Stephen Kelly, the Chief Executive of Manufacturing NI has said he has received death threats because of views on the Northern Ireland Protocol.
Speaking to RTE Radio, Mr Kelly said that businesses in Northern Ireland had stepped in where politicians had chosen to “exit the stage” over Brexit issues.
Back in 2017, he said the business community had engaged with the UK government and the EU in the absence of local political leadership.
"The problem is that’s not a comfortable place for business. Business and politics doesn’t necessarily mix particularly well,” he said.
"And there’s been a pattern from that period of name-calling, sinister telephone calls, peoples’ collars being ruffled up and grabbed.
“And just this week is another attempt at that.”
He said the business community was primarily concerned with paying employee wages.
This was being disrupted, he said, by those who were mixing in issues of political identity.
Asked about what kind of threats he had received, he said: “In the past certainly, we’ve had calls from MPs and others basically saying ‘you need to watch yourself, you need to be careful what you’re doing, what you’re saying.’
"It’s just a pattern of people trying to kind of bully you into being quiet or being silent or being complicit in some of the decisions and choices that they’re making.”
He said it would be a failure of civic society in Northern Ireland if issues to do with the protocol could not be discussed without threats or intimidation.
Mr Kelly said the physical location of Northern Ireland, sharing a border with the EU, meant that having a working deal for trade in place was essential.
He added that it also represented “a unique opportunity” for businesses, but that he was worried the EU and UK government were no longer listening to each other.

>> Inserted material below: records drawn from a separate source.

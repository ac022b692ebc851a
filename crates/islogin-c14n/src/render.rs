#![forbid(unsafe_code)]

//! Shared rendering utilities for C14N output.
//!
//! `roxmltree` resolves names to (namespace, local name) pairs and does not
//! keep the prefixes used in the source. Canonical output must reproduce
//! them, so the helpers here recover prefixes from the input text and the
//! in-scope namespace bindings.

use std::collections::BTreeMap;

use islogin_core::ns;

use crate::escape;

/// Prefix to namespace URI bindings; `""` is the default namespace.
pub type NsMap = BTreeMap<String, String>;

/// A namespace declaration to be rendered.
///
/// Field order gives the canonical sort: the default namespace (empty
/// prefix) first, then by prefix.
#[derive(Debug, Clone, PartialEq, Eq, PartialOrd, Ord)]
pub struct NsDecl {
    pub prefix: String,
    pub uri: String,
}

impl NsDecl {
    pub fn new(prefix: impl Into<String>, uri: impl Into<String>) -> Self {
        Self {
            prefix: prefix.into(),
            uri: uri.into(),
        }
    }

    pub fn render(&self, out: &mut String) {
        out.push_str(" xmlns");
        if !self.prefix.is_empty() {
            out.push(':');
            out.push_str(&self.prefix);
        }
        out.push_str("=\"");
        out.push_str(&escape::escape_attr(&self.uri));
        out.push('"');
    }
}

/// An attribute to be rendered.
///
/// Field order gives the canonical sort: unqualified attributes first (an
/// empty namespace URI sorts lowest), then by namespace URI and local name.
#[derive(Debug, Clone, PartialEq, Eq, PartialOrd, Ord)]
pub struct Attr {
    pub ns_uri: String,
    pub local_name: String,
    pub qualified_name: String,
    pub value: String,
}

impl Attr {
    /// Build from a `roxmltree` attribute of `element`.
    pub fn from_node(element: roxmltree::Node<'_, '_>, attr: &roxmltree::Attribute<'_, '_>) -> Self {
        Self {
            ns_uri: attr.namespace().unwrap_or("").to_owned(),
            local_name: attr.name().to_owned(),
            qualified_name: attr_qname(element, attr),
            value: attr.value().to_owned(),
        }
    }

    /// The namespace prefix of this attribute, if qualified.
    pub fn prefix(&self) -> Option<&str> {
        self.qualified_name
            .split_once(':')
            .map(|(prefix, _)| prefix)
    }

    pub fn render(&self, out: &mut String) {
        out.push(' ');
        out.push_str(&self.qualified_name);
        out.push_str("=\"");
        out.push_str(&escape::escape_attr(&self.value));
        out.push('"');
    }
}

/// The qualified element name as written in the source, e.g. `ds:SignedInfo`.
pub fn element_qname(node: roxmltree::Node<'_, '_>) -> String {
    let input = node.document().input_text();
    let start = node.range().start;
    let from_source = input
        .get(start..)
        .and_then(|s| s.strip_prefix('<'))
        .map(|s| {
            let end = s
                .find(|c: char| c.is_whitespace() || c == '/' || c == '>')
                .unwrap_or(s.len());
            &s[..end]
        })
        .filter(|qname| qname.rsplit(':').next() == Some(node.tag_name().name()));

    match from_source {
        Some(qname) => qname.to_owned(),
        None => {
            // Fall back to the first prefix bound to the element's namespace.
            let local = node.tag_name().name();
            match node
                .tag_name()
                .namespace()
                .and_then(|uri| node.lookup_prefix(uri))
            {
                Some(prefix) if !prefix.is_empty() => format!("{prefix}:{local}"),
                _ => local.to_owned(),
            }
        }
    }
}

/// The prefix of an element name, `""` when unprefixed.
pub fn element_prefix(node: roxmltree::Node<'_, '_>) -> String {
    element_qname(node)
        .split_once(':')
        .map(|(prefix, _)| prefix.to_owned())
        .unwrap_or_default()
}

/// The qualified attribute name, e.g. `xml:lang` or `wsu:Id`.
pub fn attr_qname(element: roxmltree::Node<'_, '_>, attr: &roxmltree::Attribute<'_, '_>) -> String {
    let local = attr.name();
    let Some(uri) = attr.namespace() else {
        return local.to_owned();
    };
    if uri == ns::XML {
        return format!("xml:{local}");
    }
    element
        .namespaces()
        .find(|n| n.uri() == uri && n.name().is_some())
        .and_then(|n| n.name())
        .map(|prefix| format!("{prefix}:{local}"))
        .unwrap_or_else(|| local.to_owned())
}

/// Namespaces in scope at `node`, excluding the implicit `xml` binding.
///
/// An empty default namespace URI (`xmlns=""`) means no default namespace
/// and is left out.
pub fn in_scope_namespaces(node: roxmltree::Node<'_, '_>) -> NsMap {
    node.namespaces()
        .filter(|n| n.name() != Some("xml") && !n.uri().is_empty())
        .map(|n| (n.name().unwrap_or("").to_owned(), n.uri().to_owned()))
        .collect()
}

/// Sorted attributes of an element.
pub fn sorted_attrs(node: roxmltree::Node<'_, '_>) -> Vec<Attr> {
    let mut attrs: Vec<Attr> = node
        .attributes()
        .map(|a| Attr::from_node(node, &a))
        .collect();
    attrs.sort();
    attrs
}

/// Write a start tag.
pub fn write_start_tag(out: &mut String, qname: &str, ns_decls: &[NsDecl], attrs: &[Attr]) {
    out.push('<');
    out.push_str(qname);
    for decl in ns_decls {
        decl.render(out);
    }
    for attr in attrs {
        attr.render(out);
    }
    out.push('>');
}

/// Write a comment or processing instruction node.
///
/// Outside the document element a newline separates the node from the
/// element, as canonical XML requires.
pub fn write_misc(out: &mut String, node: roxmltree::Node<'_, '_>, with_comments: bool) {
    let text = match node.node_type() {
        roxmltree::NodeType::Comment if with_comments => {
            format!("<!--{}-->", node.text().unwrap_or(""))
        }
        roxmltree::NodeType::PI => match node.pi() {
            Some(pi) => match pi.value {
                Some(value) if !value.is_empty() => {
                    format!("<?{} {}?>", pi.target, escape::escape_pi(value))
                }
                _ => format!("<?{}?>", pi.target),
            },
            None => return,
        },
        _ => return,
    };

    let at_top = node.parent().map_or(false, |p| p.is_root());
    let after_root = at_top && node.prev_siblings().any(|n| n.is_element());
    let before_root = at_top && !after_root;

    if after_root {
        out.push('\n');
    }
    out.push_str(&text);
    if before_root {
        out.push('\n');
    }
}
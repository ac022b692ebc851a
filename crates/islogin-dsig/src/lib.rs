#![forbid(unsafe_code)]

//! Signature verification for island.is login tokens.

pub mod keyinfo;
pub mod transform;
pub mod verify;

pub use verify::verify_signature;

"The only way that will resolve this is discussion, the only way that will resolve this is actually finding agreement...and an agreement that actually works for businesses and consumers in the north.
"If we can get that, the huge economic benefit that we’re already beginning to realise – particularly in terms of our manufacturers and goods exporters – can actually build that prosperity that we need to cement the peace.”